Father made us a wooden frame to which was stretched a piece of
mosquito
netting. We would stand waist deep in
the lake. Bread squeezed into the
netting would act as bait. Holding the
netting about a foot below the surface we could watch the minnows and
fingerlings
swim into the net, we could also feel them nibbling at our legs. Then quickly lifting the net we would have a
screen covered with little fish. I have
no idea what we did with them, after we caught them, probably put them
in jars
like most children do with spiders and bees.
My father made friends with some people who lived
closer to town. They had two boys, one
of whom was my age and we chummed around.
His father worked for the railway and we would sometimes
accompany him,
early in the morning, when he would go to the round house and start the
fires
in the huge boilers of the steam engines.

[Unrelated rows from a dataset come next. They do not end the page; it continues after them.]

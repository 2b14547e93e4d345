//! Core money logic for Coinage.
//!
//! This crate contains pure value types with ZERO I/O or configuration reads.
//! Amounts are exact decimals bound to a currency at compile time.
//!
//! # Modules
//!
//! - `money` - `Money<C>`, arithmetic, rounding, and exact distribution
//! - `coding` - Encoding and decoding money under explicit options
//!
//! # Example
//!
//! ```
//! use rust_decimal_macros::dec;
//! use coinage_core::{Money, Usd};
//!
//! let subtotal: Money<Usd> = ["2.19", "5.39", "20.99"]
//!     .iter()
//!     .map(|price| price.parse::<Money<Usd>>().unwrap())
//!     .sum();
//! let tax = subtotal * 0.08_f64;
//! assert_eq!(tax, Money::new(dec!(2.29)));
//! ```

pub mod coding;
pub mod money;

pub use coinage_shared::types::currency::*;
pub use coinage_shared::{CodingError, CodingOptions, CodingResult, MoneyError, MoneyResult};
pub use money::Money;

How I miss the haunting refrain of the old steam whistles.
At that time they were widening the Trans Canada
Highway and about a half mile down the road from us a construction
company had
set up a camp. Huge Euclid trucks
without mufflers would wake us up at five in the morning when they
started
warming up their engines for the days work.
Also at that time they were building the road along
the lake between Sicamous and Grindrod.
My father was hired to be the powder man. It
was his job to stick the dynamite in the holes and blow the
rocks off the cliff. Before my father
would explode the charge he would drive to the houses in the
neighbourhood and
warm them to open their windows so the blast wouldn't break the glass. That was the cue for us children to run to
the lake.
Standing shoulder deep in the water we could look
down, or is that up, the lake and see the outcrop of mountain where my
father was
working. Suddenly the entire area would
be obscured by a rolling cloud of dust and debris.
Huge rocks would shoot soundlessly out of the cloud, light
travels much faster than sound, and sail through the air to drop into
the water
making big sprays of water.
We would bend our knees and slip quietly beneath
the surface of the water. There we
would hear the rumble and roar of the explosion followed by the patter
of
debris falling on the surface and then the hard splashes as the big
rocks and
boulders fell into the lake.
Quickly raising our heads out of the water we would
hear a repeat performance, sound travels
faster in water than it does through air. The sound of the blast
would be repeated as the noise hit the mountain on the far side of the lake, and repeated again as the echo would bounce off the mountain above the construction,
and yet again as it traveled back across the water a second time. A symphony of kettle drums orchestrated by my father with natural acoustics.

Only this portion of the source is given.